C’était la deuxième fois que Mancel pénétrait dans l’antre surréaliste de celui qui se faisait appeler le « Docteur », mais il ne s’était toujours pas habitué à la bizarrerie des lieux, pas plus, d’ailleurs, qu’à celle de son occupant.

Le Docteur était une figure mythique des milieux ésotéristes parisiens, l’un de ses acteurs les plus énigmatiques et les plus respectés. Nul ne connaissait son véritable nom et Mancel avait entendu à son sujet les rumeurs les plus folles, notamment sur son âge. Certains prétendaient en effet que le Docteur était un ancien disciple de Fulcanelli, le célèbre alchimiste, et qu’il était né au XIXe siècle, ce qui eût fait de lui un homme de plus de cent ans… alors qu’il n’en paraissait guère plus de soixante. Quoi qu’il en fût, son identité était nimbée de mystère et le personnage en jouait visiblement avec un malin plaisir.

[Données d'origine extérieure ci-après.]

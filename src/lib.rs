/*
    ssh signature -> circuit witness

    1. pull n (and e) out of an `ssh-rsa` key line or out of the key
       embedded in an SSHSIG envelope, pull s out of the envelope

    2. hash: H(message), then H(signed data) where signed data is
       "SSHSIG" || namespace || reserved || hash_algorithm || H(message)
       hashing is left to a DigestProvider so hosts can bring their own

    3. EM = EMSA-PKCS1-v1_5(H(signed data)) with k = byte length of n
       the signature is valid iff s^e mod n == EM, that last check is the
       job of whatever consumes the witness

    4. n, s and EM are cut into fixed width limbs (120 bits x 35 by default)
       so they can be fed to a circuit that cannot hold 4096 bit numbers
*/

pub mod chunk;
pub mod digest;
pub mod error;
pub mod fixtures;
pub mod pkcs1;
pub mod public_key;
pub mod sshsig;
pub mod wire;
pub mod witness_gen;

pub use chunk::{
    split_biguint, split_biguint_checked, split_into_chunks, split_into_chunks_checked,
    ChunkConfig, Chunks,
};
pub use digest::{message_digest_hex, DigestProvider, HashAlg, Sha2Digest};
pub use error::{Error, Result};
pub use pkcs1::{emsa_pkcs1_v15, pkcs1_v15_sha512};
pub use public_key::{parse_public_key, parse_public_key_list, SshRsaPublicKey};
pub use sshsig::{parse_raw_signature, parse_signature, SignatureParts, SshSig};
pub use wire::{WireReader, WireWriter};
pub use witness_gen::{RsaLimbs, RsaWitness};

Quand il avait commencé à chercher des personnes pouvant l’aider dans sa quête, Erik Mancel avait rapidement entendu parler de ce fameux Docteur, auteur de nombreux ouvrages obscurs sur l’hermétisme, l’alchimie et l’ésotérisme, publiés par de petits éditeurs underground. Plusieurs personnes qu’il avait rencontrées l’avaient dirigé vers lui en le présentant comme le plus éminent spécialiste de tout ce qui touchait, notamment, au mythe de la terre creuse. Mancel, après de longues recherches, était enfin parvenu à rencontrer ce curieux ermite parisien et lui avait alors proposé des sommes conséquentes s’il acceptait de l’assister dans ses recherches. Le vieil homme avait poliment refusé en lui expliquant qu’un « véritable alchimiste » n’était pas intéressé par l’argent… mais il avait accepté de l’aider, intrigué, semblait-il, par la filiation qu’il y avait entre Mancel et l’homme qui, au XVe siècle, avait créé la fameuse loge Villard de Honnecourt. Le Docteur, bouffi d’orgueil, lui avait dit mot pour mot : « Un initié se doit de rendre service à un homme de votre lignée… Je vois dans votre détermination et dans votre venue le signe d’un accomplissement du destin. Il devait être écrit que je serais votre guide. J’accepte de vous aider mais, par pitié, ne parlons plus d’argent. »

Après lui avoir longuement rapporté les nombreuses légendes de la terre creuse, le Docteur lui avait finalement conseillé de s’associer avec Albert Khron. Bien que l’homme lui eût paru complètement fou, Mancel avait suivi ses conseils et s’en était tout d’abord félicité. Mais à présent que le chef de la confrérie du Vril était mort, il se retrouvait à nouveau seul et, à court d’idée, s’était résolu à revenir voir le Docteur dans son étrange alcôve.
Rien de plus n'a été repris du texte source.